When a trust fund runs out for a big government program, it’s the same as when it runs out for a spoiled rich kid.  You aren’t instantly broke or on the street, and 2037 will likely be the end of neither Social Security nor Paris Hilton.  Money will still come in, but expenditures will be limited to income and to what other people will loan out.  So Social Security will still be getting tax income when it runs out of trust fund money, but not enough to cover the number of people expected to be drawing SS in 2037, just as a sudden depletion of available trust fundery (estimated at between $1-$4 million a year) would probably reduce the benefits available in life to Paris Hilton. 

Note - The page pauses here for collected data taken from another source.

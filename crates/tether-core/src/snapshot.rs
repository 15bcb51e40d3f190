//! Query snapshots and their textual wire form.
//!
//! A [`Snapshot`] is the ordered, string-keyed collection of serialized
//! value texts that stands between the state object and the query string.
//! [`Snapshot::render`] produces the canonical textual form handed to the
//! navigation sink; [`Snapshot::parse`] is its pair-structure inverse for
//! hosts whose source supplies one string rather than key/text pairs.
//!
//! Percent escaping is delegated to the `urlencoding` crate; this module
//! imposes no escaping policy of its own.

use std::borrow::Cow;

use indexmap::IndexMap;

/// Ordered parameter-name to serialized-text mapping.
///
/// Invariant: a key is in the snapshot iff its value was judged present at
/// encode time. Inserting an existing key replaces its text in place,
/// keeping the original position.
#[derive(Debug, Clone, Default, PartialEq, Eq)]
pub struct Snapshot {
    entries: IndexMap<String, String>,
}

impl Snapshot {
    /// Create an empty snapshot.
    pub fn new() -> Self {
        Self::default()
    }

    /// Set the serialized text for a key.
    pub fn set(&mut self, key: impl Into<String>, text: impl Into<String>) {
        self.entries.insert(key.into(), text.into());
    }

    /// Serialized text for a key, if the key is present.
    pub fn get(&self, key: &str) -> Option<&str> {
        self.entries.get(key).map(String::as_str)
    }

    /// Number of parameters in the snapshot.
    pub fn len(&self) -> usize {
        self.entries.len()
    }

    /// Whether the snapshot holds no parameters.
    pub fn is_empty(&self) -> bool {
        self.entries.is_empty()
    }

    /// Iterate key/text pairs in insertion order.
    pub fn iter(&self) -> impl Iterator<Item = (&str, &str)> {
        self.entries
            .iter()
            .map(|(key, text)| (key.as_str(), text.as_str()))
    }

    /// Render the canonical textual form.
    ///
    /// `?` followed by percent-escaped `key=text` pairs joined with `&`, in
    /// insertion order. An empty snapshot renders as the bare `"?"`, which
    /// is the form a navigation target takes when every parameter is
    /// absent.
    pub fn render(&self) -> String {
        let mut rendered = String::from("?");
        for (index, (key, text)) in self.entries.iter().enumerate() {
            if index > 0 {
                rendered.push('&');
            }
            rendered.push_str(&urlencoding::encode(key));
            rendered.push('=');
            rendered.push_str(&urlencoding::encode(text));
        }
        rendered
    }

    /// Parse a rendered form back into a snapshot.
    ///
    /// Strips an optional leading `?`, splits on `&` and the first `=` of
    /// each pair, and percent-decodes both sides. A pair without `=` maps
    /// the whole pair to the empty text. Total: bytes that do not decode as
    /// UTF-8 fall back to the raw text.
    pub fn parse(rendered: &str) -> Self {
        let raw = rendered.strip_prefix('?').unwrap_or(rendered);
        let mut snapshot = Self::new();
        for pair in raw.split('&') {
            if pair.is_empty() {
                continue;
            }
            let (key, text) = pair.split_once('=').unwrap_or((pair, ""));
            snapshot.set(unescape(key), unescape(text));
        }
        snapshot
    }
}

fn unescape(part: &str) -> String {
    urlencoding::decode(part)
        .map(Cow::into_owned)
        .unwrap_or_else(|_| part.to_owned())
}

impl<K: Into<String>, V: Into<String>> FromIterator<(K, V)> for Snapshot {
    fn from_iter<I: IntoIterator<Item = (K, V)>>(pairs: I) -> Self {
        let mut snapshot = Self::new();
        for (key, text) in pairs {
            snapshot.set(key, text);
        }
        snapshot
    }
}

#[cfg(test)]
mod tests {
    use super::*;

    #[test]
    fn renders_pairs_in_insertion_order() {
        let snapshot: Snapshot = [("page", "1"), ("search", "\"test\"")].into_iter().collect();
        assert_eq!(snapshot.render(), "?page=1&search=%22test%22");
    }

    #[test]
    fn empty_snapshot_renders_bare_prefix() {
        assert_eq!(Snapshot::new().render(), "?");
    }

    #[test]
    fn parse_inverts_render() {
        let snapshot: Snapshot = [("tags", "[\"a\",\"b\"]"), ("q", "plain word")]
            .into_iter()
            .collect();
        assert_eq!(Snapshot::parse(&snapshot.render()), snapshot);
    }

    #[test]
    fn parse_accepts_forms_without_prefix() {
        let snapshot = Snapshot::parse("page=1");
        assert_eq!(snapshot.get("page"), Some("1"));
    }

    #[test]
    fn parse_of_bare_prefix_is_empty() {
        assert!(Snapshot::parse("?").is_empty());
    }

    #[test]
    fn pair_without_separator_gets_empty_text() {
        let snapshot = Snapshot::parse("?flag");
        assert_eq!(snapshot.get("flag"), Some(""));
    }

    #[test]
    fn set_replaces_in_place() {
        let mut snapshot: Snapshot = [("a", "1"), ("b", "2")].into_iter().collect();
        snapshot.set("a", "3");
        assert_eq!(snapshot.render(), "?a=3&b=2");
    }
}
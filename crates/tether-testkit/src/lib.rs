//! Test doubles and property strategies for the tether core.
//!
//! The doubles stand in for the two host collaborators: [`RecordingSink`]
//! and [`FailingSink`] for the navigation sink, [`ScriptedSource`] for the
//! text source. [`strategies`] holds the proptest generators shared by the
//! property suites.

#![forbid(unsafe_code)]

pub mod builders;
pub mod sinks;
pub mod sources;
pub mod strategies;

pub use builders::{map_of, seq_of, state_of};
pub use sinks::{FailingSink, RecordingSink};
pub use sources::ScriptedSource;
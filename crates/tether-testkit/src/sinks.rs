//! Navigation-sink doubles.

// Lock poisoning only occurs after a panic; treat it as unrecoverable.
#![allow(clippy::expect_used)]

use std::sync::atomic::{AtomicUsize, Ordering};
use std::sync::{Arc, Mutex};

use tether_core::{NavigateOptions, SinkError, TextSink};

/// Sink that records every applied form for later assertions.
///
/// Clones share one record, so a test can keep a handle while moving the
/// sink into a synchronizer.
#[derive(Clone, Default)]
pub struct RecordingSink {
    applied: Arc<Mutex<Vec<(String, NavigateOptions)>>>,
}

impl RecordingSink {
    /// Create an empty recording sink.
    pub fn new() -> Self {
        Self::default()
    }

    /// Every applied form with its options, oldest first.
    pub fn applied(&self) -> Vec<(String, NavigateOptions)> {
        self.applied
            .lock()
            .expect("recording sink lock poisoned")
            .clone()
    }

    /// Just the rendered forms, oldest first.
    pub fn forms(&self) -> Vec<String> {
        self.applied()
            .into_iter()
            .map(|(form, _)| form)
            .collect()
    }

    /// The most recently applied form.
    pub fn last(&self) -> Option<String> {
        self.forms().pop()
    }

    /// Number of sink applications so far.
    pub fn len(&self) -> usize {
        self.applied
            .lock()
            .expect("recording sink lock poisoned")
            .len()
    }

    /// Whether nothing has been applied yet.
    pub fn is_empty(&self) -> bool {
        self.len() == 0
    }
}

impl TextSink for RecordingSink {
    fn apply(&mut self, rendered: &str, options: &NavigateOptions) -> Result<(), SinkError> {
        self.applied
            .lock()
            .expect("recording sink lock poisoned")
            .push((rendered.to_owned(), options.clone()));
        Ok(())
    }
}

/// Sink that rejects every application.
#[derive(Clone, Default)]
pub struct FailingSink {
    attempts: Arc<AtomicUsize>,
}

impl FailingSink {
    /// Create a failing sink.
    pub fn new() -> Self {
        Self::default()
    }

    /// How many applications were attempted.
    pub fn attempts(&self) -> usize {
        self.attempts.load(Ordering::Acquire)
    }
}

impl TextSink for FailingSink {
    fn apply(&mut self, _rendered: &str, _options: &NavigateOptions) -> Result<(), SinkError> {
        self.attempts.fetch_add(1, Ordering::Release);
        Err(SinkError::navigation("scripted sink failure"))
    }
}
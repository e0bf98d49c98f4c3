//! Firecracker process discovery
//!
//! Scans the OS process table for Firecracker VMM processes. Identification
//! and VM id extraction are string heuristics over the command line, kept in
//! pure functions so they can be tested without a live process table.

use crate::models::FirecrackerProcess;
use anyhow::{Context, Result};
use async_trait::async_trait;
use std::path::{Path, PathBuf};
use tokio::fs;
use tracing::debug;

/// Command-line tokens identifying a Firecracker process
const FIRECRACKER_TOKENS: &[&str] = &["firecracker", "fc_vcpu"];

/// Prefix of path segments carrying a VM id, e.g. `/srv/jailer/firecracker/vm-42/root`
const VM_SEGMENT_PREFIX: &str = "vm-";

/// Trait for process table scanning implementations
#[async_trait]
pub trait ProcessScanner: Send + Sync {
    /// List every Firecracker process currently running
    async fn scan(&self) -> Result<Vec<FirecrackerProcess>>;
}

/// Returns true if a command line belongs to a Firecracker process
pub fn is_firecracker_cmdline(cmdline: &str) -> bool {
    FIRECRACKER_TOKENS.iter().any(|token| cmdline.contains(token))
}

/// Best-effort extraction of a VM id from a Firecracker command line
///
/// Tries, in order:
/// - `--id <value>` or `--id=<value>`
/// - the first path segment starting with `vm-`
pub fn extract_vm_id(cmdline: &str) -> Option<String> {
    let args: Vec<&str> = cmdline.split_whitespace().collect();

    for (i, arg) in args.iter().enumerate() {
        if let Some(value) = arg.strip_prefix("--id=") {
            if !value.is_empty() {
                return Some(value.to_string());
            }
        } else if *arg == "--id" {
            if let Some(value) = args.get(i + 1) {
                if !value.starts_with("--") {
                    return Some(value.to_string());
                }
            }
        }
    }

    args.iter()
        .flat_map(|arg| arg.split(|c: char| c == '/' || c == '='))
        .find(|segment| segment.len() > VM_SEGMENT_PREFIX.len() && segment.starts_with(VM_SEGMENT_PREFIX))
        .map(|segment| segment.to_string())
}

/// Build a process record from a raw command line, if it is a Firecracker one
pub fn parse_process(pid: u32, cmdline: &str) -> Option<FirecrackerProcess> {
    if !is_firecracker_cmdline(cmdline) {
        return None;
    }

    Some(FirecrackerProcess {
        pid,
        cmdline: cmdline.to_string(),
        vm_id: extract_vm_id(cmdline).unwrap_or_default(),
    })
}

/// Scanner reading `/proc/<pid>/cmdline`
pub struct ProcFsScanner {
    proc_path: PathBuf,
}

impl ProcFsScanner {
    pub fn new() -> Self {
        Self::with_proc_path("/proc")
    }

    /// Create scanner with custom proc path (for testing)
    pub fn with_proc_path(proc_path: impl Into<PathBuf>) -> Self {
        Self {
            proc_path: proc_path.into(),
        }
    }

    /// Read the command line of one process, NUL separators turned into spaces
    ///
    /// Falls back to `comm` when `cmdline` is empty, which is the case for
    /// kernel threads and some vCPU threads.
    async fn read_cmdline(pid_dir: &Path) -> Result<String> {
        let raw = fs::read(pid_dir.join("cmdline"))
            .await
            .with_context(|| format!("Failed to read cmdline in {}", pid_dir.display()))?;

        let cmdline = String::from_utf8_lossy(&raw)
            .split('\0')
            .filter(|part| !part.is_empty())
            .collect::<Vec<_>>()
            .join(" ");

        if !cmdline.is_empty() {
            return Ok(cmdline);
        }

        let comm = fs::read_to_string(pid_dir.join("comm"))
            .await
            .with_context(|| format!("Failed to read comm in {}", pid_dir.display()))?;
        Ok(comm.trim().to_string())
    }
}

impl Default for ProcFsScanner {
    fn default() -> Self {
        Self::new()
    }
}

#[async_trait]
impl ProcessScanner for ProcFsScanner {
    async fn scan(&self) -> Result<Vec<FirecrackerProcess>> {
        let mut entries = fs::read_dir(&self.proc_path)
            .await
            .with_context(|| format!("Failed to list {}", self.proc_path.display()))?;

        let mut processes = Vec::new();

        while let Some(entry) = entries
            .next_entry()
            .await
            .with_context(|| format!("Failed to iterate {}", self.proc_path.display()))?
        {
            let Some(pid) = entry.file_name().to_str().and_then(|n| n.parse::<u32>().ok()) else {
                continue;
            };

            // Processes can exit between listing and reading
            let cmdline = match Self::read_cmdline(&entry.path()).await {
                Ok(cmdline) => cmdline,
                Err(e) => {
                    debug!(pid = pid, error = %e, "Skipping unreadable process");
                    continue;
                }
            };

            if let Some(process) = parse_process(pid, &cmdline) {
                processes.push(process);
            }
        }

        debug!(count = processes.len(), "Scanned firecracker processes");
        Ok(processes)
    }
}

#[cfg(test)]
mod tests {
    use super::*;
    use tempfile::TempDir;

    #[test]
    fn test_firecracker_identification() {
        assert!(is_firecracker_cmdline("/usr/bin/firecracker --api-sock /tmp/fc.sock"));
        assert!(is_firecracker_cmdline("fc_vcpu 0"));
        assert!(!is_firecracker_cmdline("/usr/sbin/sshd -D"));
        assert!(!is_firecracker_cmdline(""));
    }

    #[test]
    fn test_extract_id_flag_forms() {
        assert_eq!(
            extract_vm_id("firecracker --id abc123 --api-sock /tmp/x.sock"),
            Some("abc123".to_string())
        );
        assert_eq!(
            extract_vm_id("firecracker --id=abc123"),
            Some("abc123".to_string())
        );
    }

    #[test]
    fn test_id_flag_takes_priority_over_path() {
        assert_eq!(
            extract_vm_id("jailer --id flagged --chroot-base-dir /srv/jailer/firecracker/vm-frompath/root"),
            Some("flagged".to_string())
        );
    }

    #[test]
    fn test_extract_id_from_path_segment() {
        assert_eq!(
            extract_vm_id("/usr/bin/firecracker --api-sock /srv/jailer/firecracker/vm-7f3a/root/run/fc.sock"),
            Some("vm-7f3a".to_string())
        );
        assert_eq!(
            extract_vm_id("firecracker --config-file=/var/lib/metald/vm-99/config.json"),
            Some("vm-99".to_string())
        );
    }

    #[test]
    fn test_extraction_failure_yields_none() {
        assert_eq!(extract_vm_id("firecracker --api-sock /tmp/fc.sock"), None);
        // Dangling flag and bare prefix are not ids
        assert_eq!(extract_vm_id("firecracker --id"), None);
        assert_eq!(extract_vm_id("firecracker --id --no-seccomp"), None);
        assert_eq!(extract_vm_id("firecracker /tmp/vm-/x"), None);
        assert_eq!(extract_vm_id(""), None);
    }

    #[test]
    fn test_parse_process_empty_id_on_failure() {
        let process = parse_process(10, "firecracker --no-api").unwrap();
        assert_eq!(process.pid, 10);
        assert_eq!(process.vm_id, "");

        assert!(parse_process(11, "/bin/bash").is_none());
    }

    async fn write_proc(root: &Path, pid: &str, cmdline: &[u8], comm: &str) {
        let dir = root.join(pid);
        fs::create_dir_all(&dir).await.unwrap();
        fs::write(dir.join("cmdline"), cmdline).await.unwrap();
        fs::write(dir.join("comm"), comm).await.unwrap();
    }

    #[tokio::test]
    async fn test_procfs_scan_finds_firecracker_processes() {
        let temp_dir = TempDir::new().unwrap();
        let root = temp_dir.path();

        write_proc(root, "100", b"/usr/bin/firecracker\0--id\0vm-a\0", "firecracker\n").await;
        write_proc(root, "200", b"/bin/bash\0-l\0", "bash\n").await;
        write_proc(root, "300", b"", "fc_vcpu 0\n").await;
        fs::create_dir_all(root.join("self")).await.unwrap();
        // A process that exited mid-scan has no readable files
        fs::create_dir_all(root.join("400")).await.unwrap();

        let scanner = ProcFsScanner::with_proc_path(root);
        let mut processes = scanner.scan().await.unwrap();
        processes.sort_by_key(|p| p.pid);

        assert_eq!(processes.len(), 2);
        assert_eq!(processes[0].pid, 100);
        assert_eq!(processes[0].vm_id, "vm-a");
        assert_eq!(processes[0].cmdline, "/usr/bin/firecracker --id vm-a");
        assert_eq!(processes[1].pid, 300);
        assert_eq!(processes[1].vm_id, "");
    }

    #[tokio::test]
    async fn test_procfs_scan_missing_root_is_error() {
        let temp_dir = TempDir::new().unwrap();
        let scanner = ProcFsScanner::with_proc_path(temp_dir.path().join("missing"));

        assert!(scanner.scan().await.is_err());
    }
}
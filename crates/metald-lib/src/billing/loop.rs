//! Periodic summary loop

use super::UsageAggregator;
use std::sync::Arc;
use tokio::time::{interval_at, Instant, MissedTickBehavior};
use tracing::{debug, info};

/// Drives `generate_periodic_summaries` on the aggregator's interval
pub struct AggregationLoop {
    aggregator: Arc<UsageAggregator>,
}

impl AggregationLoop {
    pub fn new(aggregator: Arc<UsageAggregator>) -> Self {
        Self { aggregator }
    }

    pub async fn run(self, mut shutdown: tokio::sync::broadcast::Receiver<()>) {
        let period = self.aggregator.interval();
        info!(interval_secs = period.as_secs(), "Starting usage aggregation loop");

        let mut ticker = interval_at(Instant::now() + period, period);
        ticker.set_missed_tick_behavior(MissedTickBehavior::Delay);

        loop {
            tokio::select! {
                _ = ticker.tick() => {
                    let emitted = self.aggregator.generate_periodic_summaries();
                    debug!(
                        emitted = emitted,
                        active_vms = self.aggregator.active_vm_count(),
                        "Periodic usage summaries generated"
                    );
                }
                _ = shutdown.recv() => {
                    info!("Shutting down usage aggregation loop");
                    break;
                }
            }
        }
    }
}

#[cfg(test)]
mod tests {
    use super::*;
    use crate::models::SummaryKind;
    use crate::test_support::sample;
    use std::time::Duration;

    #[tokio::test]
    async fn test_loop_emits_periodic_summaries_until_shutdown() {
        let (aggregator, mut rx) = UsageAggregator::new(Duration::from_millis(20), 16);
        let aggregator = Arc::new(aggregator);
        aggregator.process_metrics_batch("vm-1", "cust", &[sample(0, 1_000, 1, 0, 0)]);

        let (shutdown_tx, shutdown_rx) = tokio::sync::broadcast::channel(1);
        let handle = tokio::spawn(AggregationLoop::new(aggregator.clone()).run(shutdown_rx));

        let summary = tokio::time::timeout(Duration::from_secs(1), rx.recv())
            .await
            .unwrap()
            .unwrap();
        assert_eq!(summary.kind, SummaryKind::Periodic);
        assert_eq!(summary.vm_id, "vm-1");

        shutdown_tx.send(()).unwrap();
        tokio::time::timeout(Duration::from_secs(1), handle)
            .await
            .unwrap()
            .unwrap();
    }
}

Ms. Hilton could probably make up for the lost income by living on her AmEx Black for a while, just like Medicare and Social Security could probably live on government debt for a while — but eventually everyone reaches a limit.  Membership has only so many priviledges.

The government has the same options that Paris Hilton does to treat a shortfall: Raise revenue or reduce benefits.  Here’s the finding of the Doomsday Club:

The Medicare Report shows that the HI Trust Fund could be brought into actuarial balance over the next 75 years by changes equivalent to an immediate 134 percent increase in the payroll tax (from a rate of 2.9 percent to 6.78 percent), or an immediate 53 percent reduction in program outlays, or some combination of the two. Larger changes would be required to make the program solvent beyond the 75-year horizon.

[…]

Social Security could be brought into actuarial balance over the next 75 years with changes equivalent to an immediate 16 percent increase in the payroll tax (from a rate of 12.4 percent to 14.4 percent) or an immediate reduction in benefits of 13 percent or some combination of the two. Ensuring that the system remains solvent on a sustainable basis beyond the next 75 years would require larger changes because increasing longevity will result in people receiving benefits for ever longer periods of retirement.

A 53 percent cut in benefits for Medicare.  It’s much easier to say that Ms. Hilton should spend less at Hermès than it is to tell seniors that they should consider skipping six months’ worth of medications, or a necessary surgery or, you know, food.  So the government’s solution will be the same as Ms. Hilton’s, most likely: Raise revenue.  While it’d be nice if the government could make money simply by showing up at a club, right now the only way it’s going to get that money is through an increase on taxes.

Now, who is it that has to say yes to raising taxes?  Oh yeah: Congress.  If John Boehner’s late-April op-ed in the Washington Times is right, I’d say right now there’s about the same chance of a tax increase being passed by the Senate as there is of Paris Hilton being elected to the Senate.  Actually, her chances may be higher.  Stranger things have happened in California.

Really, this is an issue that has to go before Congress, and predictions are some kind of Medicare fix will hit the deck this year or next.  I can’t imagine anyone voting to cut Medicare benefits by half, but five years ago I couldn’t imagine anyone giving George W. Bush a second term.

So perhaps it’s time to look into a government reality show franchise, before all of our seniors are living very, very simple lives.